I wonder how “mild” they’re talking about. The sensations that a tactile display can deliver has a lot to do with the depth of the sensory organs it can reach. From the press release I’m guessing the stimulator doesn’t displace all that much skin, meaning it can do tactile notifications and maybe even Braille, but not vibration or edge display. For the details we’ll have to wait for the next IEEE Transactions on Robotics.
(via Engadget)
Vibrotactile Braille wireless phone
On 11, Apr 2008 | No Comments | In interfaces | By David Birnbaum
A blind Japanese professor has prototyped a wireless phone with an integrated vibrating Braille display:
A former teacher at a school for the blind and a professor from Tsukuba University of Technology have developed a cell phone that sends out vibrations representing Braille symbols to enable people with sight and hearing difficulties to communicate… When a caller pushes numbers on the keypad corresponding to Braille symbols, two terminals attached to the receiver’s phone vibrate at a specific rate to create a message.

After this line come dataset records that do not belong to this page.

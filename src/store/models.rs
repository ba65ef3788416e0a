use serde::Serialize;
use sqlx::FromRow;
use time::OffsetDateTime;

/// User record in the database.
#[derive(Debug, Clone, FromRow)]
pub struct User {
    pub id: i64,
    pub username: String,
    pub email: String,
    pub password_hash: String, // Argon2 PHC string, never plaintext
    pub created_at: OffsetDateTime,
    pub updated_at: OffsetDateTime,
    pub deleted_at: Option<OffsetDateTime>,
}

#[derive(Debug, Clone)]
pub struct NewUser {
    pub username: String,
    pub email: String,
    pub password_hash: String,
}

/// Fields to overwrite on update; `None` leaves the column alone.
#[derive(Debug, Clone, Default)]
pub struct UserChanges {
    pub username: Option<String>,
    pub email: Option<String>,
    pub password_hash: Option<String>,
}

/// Photo record, also the wire shape of `GET /photo`.
#[derive(Debug, Clone, PartialEq, Serialize, FromRow)]
pub struct Photo {
    pub id: i64,
    pub title: String,
    pub caption: String,
    pub photo_url: String,
    pub user_id: i64,
    #[serde(with = "time::serde::rfc3339")]
    pub created_at: OffsetDateTime,
    #[serde(with = "time::serde::rfc3339")]
    pub updated_at: OffsetDateTime,
}

#[derive(Debug, Clone)]
pub struct NewPhoto {
    pub title: String,
    pub caption: String,
    pub photo_url: String,
    pub user_id: i64,
}

#[derive(Debug, Clone, Default)]
pub struct PhotoChanges {
    pub title: Option<String>,
    pub caption: Option<String>,
    pub photo_url: Option<String>,
    pub user_id: Option<i64>,
}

Japanese Braille uses six dots to represent the Japanese syllabary. Using the numbers 1, 2, 4, 5, 7 and 8, on cell phones to represent these six dots, it’s possible to form Braille symbols. The developers are now working to make the devices that convert keypad information into vibrations smaller than their current size (16 centimeters by 10 centimeters). If vibration-based Braille is applied more widely, it may enable information to be “broadcast” to several blind people at once.
The idea of representing one bit of Braille with one cell phone key has a certain elegance, but I’m not sure how useful it would be. Readers of Braille are used to using their fingertips, not their entire palms. On the other hand, the article is so vague that I might not even be understanding what they’re up to.
(via Engadget)
Vibrating Bluetooth mobile peripherals
On 08, Feb 2008 | No Comments | In interfaces | By Dave
Recently a friend lamented the uselessness of vibration feedback for females, who tend to carry their mobile devices in a handbag rather than a pocket. Solution: a fashionable vibrating Bluetooth bracelet. The company that designed it also offers the gadget in a wristwatch form factor.
[via Boing Boing.]
UPDATE: Aformentioned friend notes that the bracelet is not, in fact, fashionable. My mistake!